I am trying to parse alinks from the main body ( <article>) of a blog post. I adapted what I found on FPComplete , but nothing was printed. (The code does not work, as far as I can see, how to run it in the online IDE, and for the purpose of Bing, it also does not create links.)
In GHCI, I can mimic the first line of parseAF, and this gives me a large entry that I think is correct. But cursor $// findNodes &| extractDatareturns[]
I tried regex, but didn't like it, trying to find such a long piece of text.
Can anyone help?
{-
module HtmlParser where
import Network.HTTP.Conduit (simpleHttp)
import Prelude hiding (concat, putStrLn)
import Data.Text (concat)
import Data.Text.IO (putStrLn)
import Text.HTML.DOM (parseLBS)
import Text.XML.Cursor (Cursor, attribute, element, fromDocument, ($//), (&//), (&/), (&|))

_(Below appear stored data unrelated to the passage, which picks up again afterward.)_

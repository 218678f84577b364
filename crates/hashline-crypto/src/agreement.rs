//! X25519 key agreement for line establishment.
//!
//! Each open packet carries a fresh ephemeral public key; once both sides
//! hold each other's ephemeral key the shared secret feeds the line key
//! derivation (see [`crate::LineKeys`]). The same types also back the
//! static agreement key inside a long-term identity, which the sealed-key
//! construction encrypts against.

use crate::CryptoError;
use rand_core::{CryptoRng, RngCore};
use zeroize::{Zeroize, ZeroizeOnDrop};

/// X25519 secret key (32 bytes), zeroized on drop.
#[derive(Clone, Zeroize, ZeroizeOnDrop)]
pub struct AgreementSecret(x25519_dalek::StaticSecret);

/// X25519 public key (32 bytes).
#[derive(Clone, Copy, Debug, PartialEq, Eq)]
pub struct AgreementPublic(x25519_dalek::PublicKey);

/// X25519 shared secret (32 bytes), zeroized on drop.
#[derive(Zeroize, ZeroizeOnDrop)]
pub struct SharedSecret([u8; 32]);

impl core::fmt::Debug for SharedSecret {
    fn fmt(&self, f: &mut core::fmt::Formatter<'_>) -> core::fmt::Result {
        f.write_str("SharedSecret(..)")
    }
}

impl AgreementSecret {
    /// Generate a new random secret key with RFC 7748 clamping.
    pub fn generate<R: RngCore + CryptoRng>(rng: &mut R) -> Self {
        Self(x25519_dalek::StaticSecret::random_from_rng(rng))
    }

    /// Import from raw bytes.
    #[must_use]
    pub fn from_bytes(bytes: [u8; 32]) -> Self {
        Self(x25519_dalek::StaticSecret::from(bytes))
    }

    /// Derive the matching public key.
    #[must_use]
    pub fn public(&self) -> AgreementPublic {
        AgreementPublic(x25519_dalek::PublicKey::from(&self.0))
    }

    /// Perform Diffie-Hellman agreement with a peer's public key.
    ///
    /// # Errors
    ///
    /// Returns [`CryptoError::DegenerateSecret`] when the peer key is a
    /// low-order point; such a handshake must be dropped.
    pub fn agree(&self, peer: &AgreementPublic) -> Result<SharedSecret, CryptoError> {
        let shared = self.0.diffie_hellman(&peer.0);
        if shared.as_bytes() == &[0u8; 32] {
            return Err(CryptoError::DegenerateSecret);
        }
        Ok(SharedSecret(*shared.as_bytes()))
    }
}

impl AgreementPublic {
    /// Import a public key from raw bytes.
    #[must_use]
    pub fn from_bytes(bytes: [u8; 32]) -> Self {
        Self(x25519_dalek::PublicKey::from(bytes))
    }

    /// Import from a slice.
    ///
    /// # Errors
    ///
    /// Returns [`CryptoError::InvalidPublicKey`] unless the slice is
    /// exactly 32 bytes.
    pub fn from_slice(slice: &[u8]) -> Result<Self, CryptoError> {
        let bytes: [u8; 32] = slice.try_into().map_err(|_| CryptoError::InvalidPublicKey)?;
        Ok(Self::from_bytes(bytes))
    }

    /// Raw key bytes.
    #[must_use]
    pub fn as_bytes(&self) -> &[u8; 32] {
        self.0.as_bytes()
    }
}

impl SharedSecret {
    /// Raw secret bytes, input to the line key derivation.
    #[must_use]
    pub fn as_bytes(&self) -> &[u8; 32] {
        &self.0
    }
}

-- The URL we're going to search
url = "http://www.amsterdamfoodie.nl/2015/wine-beer-food-restaurants-troost/"
-- The data we're going to search for
findNodes :: Cursor -> [Cursor]
findNodes = element "article" &/ element "a"

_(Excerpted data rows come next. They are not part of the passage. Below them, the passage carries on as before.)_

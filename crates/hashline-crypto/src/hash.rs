//! BLAKE3 hashing and context-separated key derivation.
//!
//! Every derived key in the handshake uses `blake3::derive_key` with a
//! distinct context string, so the inner-packet key, the signature key and
//! the two line keys can never collide even when their inputs overlap.

/// BLAKE3 hash output (32 bytes).
pub type HashOutput = [u8; 32];

/// Context for the key protecting the inner open packet (keyed by the
/// sender's ephemeral public key).
const CONTEXT_INNER: &str = "hashline v1 open inner packet key";

/// Context for the key protecting the handshake signature (keyed by the
/// ephemeral public key and the sender's line identifier).
const CONTEXT_SIG: &str = "hashline v1 open signature key";

/// Context for line traffic keys.
const CONTEXT_LINE: &str = "hashline v1 line traffic key";

/// Compute the BLAKE3 hash of `data`.
#[must_use]
pub fn hash(data: &[u8]) -> HashOutput {
    *blake3::hash(data).as_bytes()
}

/// Derive the symmetric key that protects the inner open packet.
///
/// Bound to the sender's ephemeral public key, so only a receiver who
/// unsealed that key can read the inner packet.
#[must_use]
pub fn derive_inner_key(ephemeral_public: &[u8; 32]) -> [u8; 32] {
    blake3::derive_key(CONTEXT_INNER, ephemeral_public)
}

/// Derive the symmetric key that protects the handshake signature.
///
/// Bound to both the ephemeral public key and the sender's line
/// identifier; a replayed open packet with a different line id cannot
/// reuse the signature.
#[must_use]
pub fn derive_signature_key(ephemeral_public: &[u8; 32], line_id: &[u8; 16]) -> [u8; 32] {
    let mut material = [0u8; 48];
    material[..32].copy_from_slice(ephemeral_public);
    material[32..].copy_from_slice(line_id);
    blake3::derive_key(CONTEXT_SIG, &material)
}

/// Derive one direction of the line traffic keys.
///
/// The two directions call this with `first`/`second` swapped, which is
/// what guarantees encrypt-key != decrypt-key.
#[must_use]
pub fn derive_line_key(secret: &[u8; 32], first: &[u8; 16], second: &[u8; 16]) -> [u8; 32] {
    let mut material = [0u8; 64];
    material[..32].copy_from_slice(secret);
    material[32..48].copy_from_slice(first);
    material[48..].copy_from_slice(second);
    blake3::derive_key(CONTEXT_LINE, &material)
}

#[cfg(test)]
mod tests {
    use super::*;

    #[test]
    fn test_hash_is_stable() {
        assert_eq!(hash(b"abc"), hash(b"abc"));
        assert_ne!(hash(b"abc"), hash(b"abd"));
    }

    #[test]
    fn test_contexts_separate_keys() {
        let epk = [9u8; 32];
        let line = [4u8; 16];
        let inner = derive_inner_key(&epk);
        let sig = derive_signature_key(&epk, &line);
        assert_ne!(inner, sig);
    }

    #[test]
    fn test_line_key_order_matters() {
        let secret = [3u8; 32];
        let a = [1u8; 16];
        let b = [2u8; 16];
        assert_ne!(
            derive_line_key(&secret, &a, &b),
            derive_line_key(&secret, &b, &a)
        );
        assert_eq!(
            derive_line_key(&secret, &a, &b),
            derive_line_key(&secret, &a, &b)
        );
    }
}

-- Extract the data from each node in turn
extractData = concat . attribute "href"
cursorFor :: String -> IO Cursor
cursorFor u = do
page <- simpleHttp u
return $ fromDocument $ parseLBS page
-- Process the list of data elements
processData = mapM_ putStrLn
-- main = do
parseAF :: IO ()
parseAF = do
cursor <- cursorFor url
processData $ cursor $// findNodes &| extractData
. , element "article". element "p", , p article, . ....!!